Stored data
-- Opening Marker --

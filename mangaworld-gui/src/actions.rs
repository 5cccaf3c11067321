//! Form submission and deletion against the repository traits.
//!
//! Each function returns the message to show the user, so the UI layer only
//! decides how to display it.

use mangaworld_catalog::{AuthorId, WorkId};
use mangaworld_db::{AuthorRepository, OperationError, WorkRepository};

use crate::state::{AuthorForm, WorkForm};

pub const AUTHOR_FIELDS_REQUIRED: &str = "First name and last name are required!";
pub const WORK_FIELDS_REQUIRED: &str = "Title and author are required!";

/// Why a form could not be saved.
#[derive(Debug)]
pub enum SaveFailure {
    /// The input is incomplete; the form should stay open.
    Invalid(&'static str),
    /// The store refused or failed the write.
    Failed(OperationError),
}

impl std::fmt::Display for SaveFailure {
    fn fmt(&self, f: &mut std::fmt::Formatter<'_>) -> std::fmt::Result {
        match self {
            Self::Invalid(msg) => write!(f, "{}", msg),
            Self::Failed(e) => write!(f, "{}", e),
        }
    }
}

/// Insert or update the author described by `form`.
pub fn save_author<R>(repo: &mut R, form: &AuthorForm) -> Result<&'static str, SaveFailure>
where
    R: AuthorRepository + ?Sized,
{
    let draft = form.draft();
    if draft.validate().is_err() {
        return Err(SaveFailure::Invalid(AUTHOR_FIELDS_REQUIRED));
    }

    match form.editing {
        None => repo
            .insert_author(&draft)
            .map(|_| "Author added!")
            .map_err(SaveFailure::Failed),
        Some(id) => repo
            .update_author(id, &draft)
            .map(|_| "Author updated!")
            .map_err(SaveFailure::Failed),
    }
}

/// Insert or update the work described by `form`.
pub fn save_work<R>(repo: &mut R, form: &WorkForm) -> Result<&'static str, SaveFailure>
where
    R: WorkRepository + ?Sized,
{
    let draft = form.draft();
    if draft.validate().is_err() {
        return Err(SaveFailure::Invalid(WORK_FIELDS_REQUIRED));
    }

    match form.editing {
        None => repo
            .insert_work(&draft)
            .map(|_| "Work added!")
            .map_err(SaveFailure::Failed),
        Some(id) => repo
            .update_work(id, &draft)
            .map(|_| "Work updated!")
            .map_err(SaveFailure::Failed),
    }
}

pub fn remove_author<R>(repo: &mut R, id: AuthorId) -> Result<&'static str, OperationError>
where
    R: AuthorRepository + ?Sized,
{
    repo.delete_author(id).map(|_| "Author deleted!")
}

pub fn remove_work<R>(repo: &mut R, id: WorkId) -> Result<&'static str, OperationError>
where
    R: WorkRepository + ?Sized,
{
    repo.delete_work(id).map(|_| "Work deleted!")
}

-- Closing Marker --

Would you write out each entry precisely as it is given?

filename mangaworld-gui/src/actions.rs
repository 5cccaf3c11067321
//! Form submission and deletion against the repository traits.
//!
//! Each function returns the message to show the user, so the UI layer only
//! decides how to display it.

use mangaworld_catalog::{AuthorId, WorkId};
use mangaworld_db::{AuthorRepository, OperationError, WorkRepository};

use crate::state::{AuthorForm, WorkForm};

pub const AUTHOR_FIELDS_REQUIRED: &str = "First name and last name are required!";
pub const WORK_FIELDS_REQUIRED: &str = "Title and author are required!";

/// Why a form could not be saved.
#[derive(Debug)]
pub enum SaveFailure {
    /// The input is incomplete; the form should stay open.
    Invalid(&'static str),
    /// The store refused or failed the write.
    Failed(OperationError),
}

impl std::fmt::Display for SaveFailure {
    fn fmt(&self, f: &mut std::fmt::Formatter<'_>) -> std::fmt::Result {
        match self {
            Self::Invalid(msg) => write!(f, "{}", msg),
            Self::Failed(e) => write!(f, "{}", e),
        }
    }
}

/// Insert or update the author described by `form`.
pub fn save_author<R>(repo: &mut R, form: &AuthorForm) -> Result<&'static str, SaveFailure>
where
    R: AuthorRepository + ?Sized,
{
    let draft = form.draft();
    if draft.validate().is_err() {
        return Err(SaveFailure::Invalid(AUTHOR_FIELDS_REQUIRED));
    }

    match form.editing {
        None => repo
            .insert_author(&draft)
            .map(|_| "Author added!")
            .map_err(SaveFailure::Failed),
        Some(id) => repo
            .update_author(id, &draft)
            .map(|_| "Author updated!")
            .map_err(SaveFailure::Failed),
    }
}

/// Insert or update the work described by `form`.
pub fn save_work<R>(repo: &mut R, form: &WorkForm) -> Result<&'static str, SaveFailure>
where
    R: WorkRepository + ?Sized,
{
    let draft = form.draft();
    if draft.validate().is_err() {
        return Err(SaveFailure::Invalid(WORK_FIELDS_REQUIRED));
    }

    match form.editing {
        None => repo
            .insert_work(&draft)
            .map(|_| "Work added!")
            .map_err(SaveFailure::Failed),
        Some(id) => repo
            .update_work(id, &draft)
            .map(|_| "Work updated!")
            .map_err(SaveFailure::Failed),
    }
}

pub fn remove_author<R>(repo: &mut R, id: AuthorId) -> Result<&'static str, OperationError>
where
    R: AuthorRepository + ?Sized,
{
    repo.delete_author(id).map(|_| "Author deleted!")
}

pub fn remove_work<R>(repo: &mut R, id: WorkId) -> Result<&'static str, OperationError>
where
    R: WorkRepository + ?Sized,
{
    repo.delete_work(id).map(|_| "Work deleted!")
}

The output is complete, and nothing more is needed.